There’s an argument to be made that we kind of get some of that when we watch Netflix, or some other streaming service. There's some comfort in the knowledge that we are watching with so many others. Even if it's on the other end of screen, interconnectivity is still powerful. This is why Amazon Prime started the Watch Party feature. It was strange, but I appreciated the sentiment, Jeff!

So back to the question, "Can Christians Watch Halloween Kills?"

So many do that I’d have to say yes for the reasons above. Now, put down your stone for a second. I realize that the Apostle Paul instructed us "And now, dear brothers and sisters, one final thing. Fix your thoughts on what is true, and honorable, and right, and pure, and lovely, and admirable. Think about things that are excellent and worthy of praise (Phil 4:8; NLT)."

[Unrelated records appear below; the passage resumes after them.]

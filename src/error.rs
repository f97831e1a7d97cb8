//! Error types for the consensus clustering crate

use thiserror::Error;

/// Result type alias for convenience
pub type Result<T> = std::result::Result<T, Error>;

/// Error types that can occur while building tables, clustering, or scoring
#[derive(Error, Debug)]
pub enum Error {
    /// Invalid input parameters
    #[error("Invalid parameter: {message}")]
    InvalidParameter {
        /// Error message
        message: String,
    },

    /// Empty or malformed input data
    #[error("Invalid data: {message}")]
    InvalidData {
        /// Error message
        message: String,
    },

    /// A cluster assignment is too degenerate to score
    #[error("Insufficient cluster separation: {message}")]
    InsufficientClusterSeparation {
        /// Error message
        message: String,
    },

    /// Too few areas have complete benchmark data to compare against
    #[error("Missing benchmark data: {message}")]
    MissingBenchmarkData {
        /// Error message
        message: String,
    },

    /// Numeric computation failure inside an algorithm
    #[error("Computation error: {message}")]
    Computation {
        /// Error message
        message: String,
    },

    /// I/O failure reading or writing clustering outputs
    #[error("I/O error: {0}")]
    Io(#[from] std::io::Error),

    /// Serialization failure on a persisted clustering output
    #[error("Serialization error: {0}")]
    Serialization(#[from] serde_json::Error),
}

impl Error {
    /// Create a new InvalidParameter error
    pub fn invalid_parameter(message: impl Into<String>) -> Self {
        Self::InvalidParameter {
            message: message.into(),
        }
    }

    /// Create a new InvalidData error
    pub fn invalid_data(message: impl Into<String>) -> Self {
        Self::InvalidData {
            message: message.into(),
        }
    }

    /// Create a new InsufficientClusterSeparation error
    pub fn insufficient_separation(message: impl Into<String>) -> Self {
        Self::InsufficientClusterSeparation {
            message: message.into(),
        }
    }

    /// Create a new MissingBenchmarkData error
    pub fn missing_benchmark(message: impl Into<String>) -> Self {
        Self::MissingBenchmarkData {
            message: message.into(),
        }
    }

    /// Create a new Computation error
    pub fn computation(message: impl Into<String>) -> Self {
        Self::Computation {
            message: message.into(),
        }
    }
}
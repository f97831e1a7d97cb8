//! Basic cluster extraction example
//!
//! This example builds a small synthetic indicator table, runs the
//! consensus extractor on it, and prints the resulting assignment.

use concord::{AlgorithmSweep, ClusterEnsemble, ClusterExtractor, IndicatorTable};
use ndarray::Array2;
use rand::prelude::*;

fn main() -> Result<(), Box<dyn std::error::Error>> {
    // Fabricate a standardized indicator table: 30 areas in three latent
    // groups, 8 indicators each
    let mut rng = StdRng::seed_from_u64(7);
    let mut values = Array2::zeros((30, 8));
    for i in 0..30 {
        let center = match i / 10 {
            0 => -2.0,
            1 => 0.0,
            _ => 2.0,
        };
        for j in 0..8 {
            values[[i, j]] = center + rng.gen_range(-0.3..0.3);
        }
    }
    let area_codes = (0..30).map(|i| format!("E07{:06}", i)).collect();
    let indicators = (0..8).map(|j| format!("indicator_{}", j)).collect();
    let table = IndicatorTable::new(area_codes, indicators, values)?;

    println!("Indicator table: {} areas x {} indicators", table.n_areas(), table.n_indicators());
    println!();

    // A small ensemble: k-means over a few cluster counts plus affinity
    // propagation over two damping values
    let ensemble = ClusterEnsemble::new(vec![
        AlgorithmSweep::KMeans {
            n_clusters: vec![3, 4, 5],
        },
        AlgorithmSweep::AffinityPropagation {
            damping: vec![0.5, 0.7],
        },
    ])
    .n_runs(5);

    let extraction = ClusterExtractor::new(3, 1.0)
        .ensemble(ensemble)
        .random_state(42)
        .extract(&table)?;

    println!("Extracted {} communities:", extraction.n_clusters());
    for (area, cluster) in extraction.assignment.iter() {
        println!("  {area} -> cluster {cluster}");
    }
    println!();

    // The 2-D embedding is kept for plotting; each row lines up with
    // extraction.area_codes
    println!("First embedded coordinates (for a scatter plot):");
    for i in 0..3 {
        println!(
            "  {}: ({:.3}, {:.3})",
            extraction.area_codes[i],
            extraction.embedding[[i, 0]],
            extraction.embedding[[i, 1]]
        );
    }

    Ok(())
}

Have you ever thought anxious thoughts? How about depressed ones? Fearful thoughts? Panic? Despair?

Of course, you have. And you know what…if we can be grown ups…unicorns and jelly beans just don’t help much. Is it more honorable to sink into the escapism that fantasy and fiction provide? How about supernatural romance novels? Are they lovely and admirable? Kinky lovin’ with a Ghostpire? There are so many supernatural romance novels written, it’s statistically impossible that Christians aren’t among their readers.

What I’m saying is that while horror can be an easy target, we all have escapes that Paul’s rubric above calls us to question.

BUT, the desire to confront fears. Admirable? Yes. Honorable? Yes. The overwhelming need for good to conquer evil. Pure? Lovely? I’d say uh, huh! The knowledge that no matter how afraid we are, how hopeless we are afraid we feel, we are not alone. True? Yes again. People want to feel courage because we are tired and shut down. Sometime, it takes more than a Veggietale, people.

Overcoming grown up issues means we have to do grown up things and for some reason our brains give horror movies access to catharsis and even our ability to practice empathy. Catharsis and Empathy can help us push through to action.

And it’s not just horror movies. There are horror themed restaurants popping up all over the country. Goth walls, metal music, screaming cocktails and vegan dishes. Vegan? Yes, says an owner. “There’s this sense that horror fans lack empathy, because how else could they enjoy horror?” Mr. Scrivner said. “But a lot of horror fans are so empathetic that they don’t want to eat animals.” (link)

Horror restaurant? Screaming cocktails? Terror tacos? I’ll say yes to that faster than I can remember the words to "Nightmare on my Street" by the Fresh Prince and DJ Jazzy Jeff.

To really enter into the Christian argument, we could discuss the Crusades, the Inquisition, the Salem Witch trials, but those aren’t fiction. That terror was real. And most terrifying is the fact that the greatest good, the organization that people should have been able to look to for salvation…was the very organization with the body count high score.

When terror is real, we need each other. We need each other to help us stand against the evil that we fear, the horror that we see and the horror that we can’t.

As the credits roll, what we know is that we are in this together; that together we can make it to the end; that together, it’s all going to be okay. As the last song plays over the production credits, we are reminded that as we re-enter the world, there is a tribe that has gone through something together. Even though it was a trial of the mind, it was our trial. And we lived to talk about it.

It kind of reminds me of what it is to be "church".

Honestly, you can watch "Halloween Kills" if you want, but invite someone else into the experience if you do. It's just better that way.